Remixing Compositions by Compositionists

Updated: Jun 27, 2018

Remixing Composition: Intro and Chapter 1:

To be honest, the word “compositionist” bothers me. I do, however, see the need for this term in the context of Palmeri’s research. Occasionally, he does refer to "teachers of writing," and that is a breath of fresh air to me. "Compositionist" seems contrived somehow, though in scholarship circles, it seems widely accepted. So that’s my response to this term that clangs inside my brain. In addition to the clanging in my head, my spell check always highlights compostionist as misspelled.

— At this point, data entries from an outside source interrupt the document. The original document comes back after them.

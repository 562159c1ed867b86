pub mod activation;

pub use activation::{Activation, ActivationFunction, LeakyRelu, Relu, DEFAULT_LEAK};
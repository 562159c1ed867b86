//! Binary checkpoints of a network's weights and biases.
//!
//! The payload is, for every layer in topology order, the weight matrix in
//! column-major order followed by the bias vector, each value a
//! little-endian IEEE-754 `f64`. A [`CheckpointFormat::Legacy`] file is the
//! bare payload. A [`CheckpointFormat::Headered`] file prefixes it with
//!
//! ```text
//! bytes 0-3:   b"FMLP"
//! bytes 4-7:   format version, u32 LE (1)
//! bytes 8-11:  layer count n, u32 LE
//! next 4n:     layer widths, u32 LE each
//! next 8:      parameter count, u64 LE
//! ```
//!
//! Readers accept both: a file starting with the magic must carry a valid
//! header, anything else is read as legacy and must be exactly the payload
//! size. A legacy file whose first weight happens to begin with the magic
//! bytes is therefore rejected.

use std::fs::File;
use std::io::{BufReader, BufWriter, Read, Write};
use std::path::Path;

use log::{debug, warn};
use serde::{Deserialize, Serialize};

use crate::activation::Activation;
use crate::error::{NetworkError, Result};
use crate::math::Matrix;
use crate::network::network::Network;
use crate::network::output::OutputMode;
use crate::network::topology::Topology;

pub const CHECKPOINT_MAGIC: [u8; 4] = *b"FMLP";
pub const CHECKPOINT_VERSION: u32 = 1;

const F64_BYTES: usize = std::mem::size_of::<f64>();

#[derive(Debug, Clone, Copy, Default, PartialEq, Eq, Serialize, Deserialize)]
#[serde(rename_all = "snake_case")]
pub enum CheckpointFormat {
    /// Bare payload, no header.
    Legacy,
    /// Payload preceded by magic, version and topology.
    #[default]
    Headered,
}

/// Byte length of a legacy checkpoint for `topology`.
pub fn legacy_len(topology: &Topology) -> usize {
    topology.parameter_count() * F64_BYTES
}

fn header_len(topology: &Topology) -> usize {
    4 + 4 + 4 + 4 * topology.num_layers() + 8
}

/// Writes parameters in `format`. `weights` and `biases` must match `topology`.
pub fn write_parameters<W: Write>(
    writer: &mut W,
    topology: &Topology,
    weights: &[Matrix],
    biases: &[Vec<f64>],
    format: CheckpointFormat,
) -> Result<()> {
    if format == CheckpointFormat::Headered {
        writer.write_all(&CHECKPOINT_MAGIC)?;
        writer.write_all(&CHECKPOINT_VERSION.to_le_bytes())?;
        writer.write_all(&(topology.num_layers() as u32).to_le_bytes())?;
        for &width in topology.widths() {
            writer.write_all(&(width as u32).to_le_bytes())?;
        }
        writer.write_all(&(topology.parameter_count() as u64).to_le_bytes())?;
    }
    for (w, b) in weights.iter().zip(biases) {
        for x in w.iter_column_major().chain(b.iter().copied()) {
            writer.write_all(&x.to_le_bytes())?;
        }
    }
    Ok(())
}

/// Reads parameters written by [`write_parameters`] in either format.
///
/// # Errors
/// - `CorruptCheckpoint` if the byte count does not match `topology`.
/// - `TopologyMismatch` if a header names other widths.
/// - `UnsupportedCheckpointVersion` for a header from a newer writer.
pub fn read_parameters<R: Read>(reader: &mut R, topology: &Topology) -> Result<(Vec<Matrix>, Vec<Vec<f64>>)> {
    // One byte past the largest valid file is enough to reject anything longer.
    let limit = legacy_len(topology) + header_len(topology) + 1;
    let mut bytes = Vec::new();
    reader.by_ref().take(limit as u64).read_to_end(&mut bytes)?;

    let expected = legacy_len(topology);
    let payload = if bytes.starts_with(&CHECKPOINT_MAGIC) {
        let offset = parse_header(&bytes, topology)?;
        &bytes[offset..]
    } else if bytes.len() == expected {
        &bytes[..]
    } else {
        return Err(NetworkError::CorruptCheckpoint { expected, got: bytes.len() });
    };
    if payload.len() != expected {
        return Err(NetworkError::CorruptCheckpoint {
            expected: expected + header_len(topology),
            got: bytes.len(),
        });
    }

    let mut values = payload
        .chunks_exact(F64_BYTES)
        .map(|chunk| {
            let mut buf = [0u8; F64_BYTES];
            buf.copy_from_slice(chunk);
            f64::from_le_bytes(buf)
        });
    let mut weights = Vec::with_capacity(topology.num_transitions());
    let mut biases = Vec::with_capacity(topology.num_transitions());
    for i in 0..topology.num_transitions() {
        let (rows, cols) = topology.weight_shape(i);
        let flat: Vec<f64> = values.by_ref().take(rows * cols).collect();
        let w = Matrix::from_column_major(rows, cols, &flat)
            .ok_or(NetworkError::CorruptCheckpoint { expected, got: payload.len() })?;
        weights.push(w);
        biases.push(values.by_ref().take(rows).collect());
    }
    Ok((weights, biases))
}

/// Validates a header and returns the payload offset.
fn parse_header(bytes: &[u8], topology: &Topology) -> Result<usize> {
    let corrupt = || NetworkError::CorruptCheckpoint {
        expected: legacy_len(topology) + header_len(topology),
        got: bytes.len(),
    };
    let mut cursor = 4;
    let mut next_u32 = || -> Result<u32> {
        let field = bytes.get(cursor..cursor + 4).ok_or_else(corrupt)?;
        cursor += 4;
        let mut buf = [0u8; 4];
        buf.copy_from_slice(field);
        Ok(u32::from_le_bytes(buf))
    };

    let version = next_u32()?;
    if version != CHECKPOINT_VERSION {
        return Err(NetworkError::UnsupportedCheckpointVersion(version));
    }
    let layers = next_u32()? as usize;
    // A count larger than the file itself can only be garbage.
    if layers > bytes.len() / 4 {
        return Err(corrupt());
    }
    let found = (0..layers)
        .map(|_| next_u32().map(|w| w as usize))
        .collect::<Result<Vec<usize>>>()?;
    if found != topology.widths() {
        return Err(NetworkError::TopologyMismatch { expected: topology.widths().to_vec(), found });
    }

    let field = bytes.get(cursor..cursor + 8).ok_or_else(corrupt)?;
    let mut buf = [0u8; 8];
    buf.copy_from_slice(field);
    if u64::from_le_bytes(buf) != topology.parameter_count() as u64 {
        return Err(corrupt());
    }
    Ok(cursor + 8)
}

impl<A: Activation, O: OutputMode> Network<A, O> {
    /// Writes the weights and biases to `path`, replacing any existing file.
    /// Accumulated gradients and the learning rate are not saved.
    pub fn save<P: AsRef<Path>>(&self, path: P, format: CheckpointFormat) -> Result<()> {
        let path = path.as_ref();
        let mut writer = BufWriter::new(File::create(path)?);
        write_parameters(&mut writer, self.topology(), &self.weights, &self.biases, format)?;
        writer.flush()?;
        debug!("saved {:?} checkpoint to {}", format, path.display());
        Ok(())
    }

    /// Loads a network from `path`, or builds a fresh one if the file
    /// cannot be opened. Gradients always start at zero.
    ///
    /// # Errors
    /// Fails if the file opens but does not hold parameters for `topology`.
    pub fn load<P: AsRef<Path>>(path: P, topology: Topology, activation: A) -> Result<Self> {
        let path = path.as_ref();
        let file = match File::open(path) {
            Ok(file) => file,
            Err(e) => {
                warn!("cannot open checkpoint {}: {e}; starting from fresh parameters", path.display());
                return Ok(Self::new(topology, activation));
            }
        };
        let (weights, biases) = read_parameters(&mut BufReader::new(file), &topology)?;
        debug!("loaded checkpoint {}", path.display());
        Self::from_parameters(topology, activation, weights, biases)
    }

    /// Overwrites the parameters with a checkpoint read from `reader` and
    /// clears the accumulated gradients.
    pub fn restore<R: Read>(&mut self, reader: &mut R) -> Result<()> {
        let (weights, biases) = read_parameters(reader, self.topology())?;
        self.weights = weights;
        self.biases = biases;
        self.gradients.reset();
        Ok(())
    }

    /// Writes the parameters to any writer.
    pub fn write_to<W: Write>(&self, writer: &mut W, format: CheckpointFormat) -> Result<()> {
        write_parameters(writer, self.topology(), &self.weights, &self.biases, format)
    }
}

#[cfg(test)]
mod test {
    use super::*;
    use std::io::Cursor;

    fn topology() -> Topology {
        Topology::new([2, 3, 1]).unwrap()
    }

    fn parameters() -> (Vec<Matrix>, Vec<Vec<f64>>) {
        let w0 = Matrix::from_data(vec![vec![1.0, 2.0], vec![3.0, 4.0], vec![5.0, 6.0]]).unwrap();
        let w1 = Matrix::from_data(vec![vec![7.0, 8.0, 9.0]]).unwrap();
        (vec![w0, w1], vec![vec![0.1, 0.2, 0.3], vec![0.4]])
    }

    fn encode(format: CheckpointFormat) -> Vec<u8> {
        let (w, b) = parameters();
        let mut bytes = Vec::new();
        write_parameters(&mut bytes, &topology(), &w, &b, format).unwrap();
        bytes
    }

    #[test]
    fn test_legacy_layout_is_column_major_then_bias() {
        let bytes = encode(CheckpointFormat::Legacy);
        assert_eq!(bytes.len(), legacy_len(&topology()));
        let values: Vec<f64> = bytes
            .chunks_exact(8)
            .map(|c| f64::from_le_bytes(c.try_into().unwrap()))
            .collect();
        assert_eq!(values, vec![1.0, 3.0, 5.0, 2.0, 4.0, 6.0, 0.1, 0.2, 0.3, 7.0, 8.0, 9.0, 0.4]);
    }

    #[test]
    fn test_header_fields() {
        let bytes = encode(CheckpointFormat::Headered);
        assert_eq!(&bytes[..4], b"FMLP");
        assert_eq!(bytes.len(), legacy_len(&topology()) + header_len(&topology()));
        assert_eq!(u32::from_le_bytes(bytes[8..12].try_into().unwrap()), 3);
    }

    #[test]
    fn test_both_formats_read_back() {
        for format in [CheckpointFormat::Legacy, CheckpointFormat::Headered] {
            let bytes = encode(format);
            let (w, b) = read_parameters(&mut Cursor::new(bytes), &topology()).unwrap();
            assert_eq!((w, b), parameters());
        }
    }

    #[test]
    fn test_truncated_legacy_is_corrupt() {
        let mut bytes = encode(CheckpointFormat::Legacy);
        bytes.truncate(bytes.len() - 3);
        let err = read_parameters(&mut Cursor::new(bytes), &topology()).unwrap_err();
        assert!(matches!(err, NetworkError::CorruptCheckpoint { expected: 104, got: 101 }));
    }

    #[test]
    fn test_truncated_headered_is_corrupt() {
        let mut bytes = encode(CheckpointFormat::Headered);
        bytes.truncate(bytes.len() - 8);
        let err = read_parameters(&mut Cursor::new(bytes), &topology()).unwrap_err();
        assert!(matches!(err, NetworkError::CorruptCheckpoint { .. }));
    }

    #[test]
    fn test_header_topology_mismatch() {
        let bytes = encode(CheckpointFormat::Headered);
        let other = Topology::new([2, 4, 1]).unwrap();
        let err = read_parameters(&mut Cursor::new(bytes), &other).unwrap_err();
        match err {
            NetworkError::TopologyMismatch { expected, found } => {
                assert_eq!(expected, vec![2, 4, 1]);
                assert_eq!(found, vec![2, 3, 1]);
            }
            other => panic!("unexpected error {other:?}"),
        }
    }

    #[test]
    fn test_unknown_version() {
        let mut bytes = encode(CheckpointFormat::Headered);
        bytes[4] = 9;
        let err = read_parameters(&mut Cursor::new(bytes), &topology()).unwrap_err();
        assert!(matches!(err, NetworkError::UnsupportedCheckpointVersion(9)));
    }

    #[test]
    fn test_oversized_file_is_read_only_up_to_limit() {
        let err = read_parameters(&mut Cursor::new(vec![0u8; 1 << 20]), &topology()).unwrap_err();
        assert!(matches!(err, NetworkError::CorruptCheckpoint { expected: 104, got: 137 }));

        let mut bytes = encode(CheckpointFormat::Headered);
        bytes.extend_from_slice(&[0u8; 64]);
        let err = read_parameters(&mut Cursor::new(bytes), &topology()).unwrap_err();
        assert!(matches!(err, NetworkError::CorruptCheckpoint { expected: 136, got: 137 }));
    }

    #[test]
    fn test_empty_file_is_corrupt() {
        let err = read_parameters(&mut Cursor::new(Vec::new()), &topology()).unwrap_err();
        assert!(matches!(err, NetworkError::CorruptCheckpoint { got: 0, .. }));
    }
}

What Palmeri says about those who “study and teach composition” (28) in “Track 1: Creativity” is more authentic and engaging than the passages on compositionists, though the terms seem interchangeable. He says Janet Emig challenges the common practice, yet misconception, that compositionists (ugh) should concentrate on alphabetic writing only. He says Emig suggests that “writing teachers should join with the ‘allied arts’” (28) in order to achieve cross curricular modalities in the writing process. Makes sense. And this too, Palmeri writes: “ … digital technologies increasingly enable students to to compose texts that blend images, sounds, and words” (28). Composition, in other words, is not just words on a page. With multimodal thinking, planning, and arranging, writing becomes a composition -- not just alphabetic text.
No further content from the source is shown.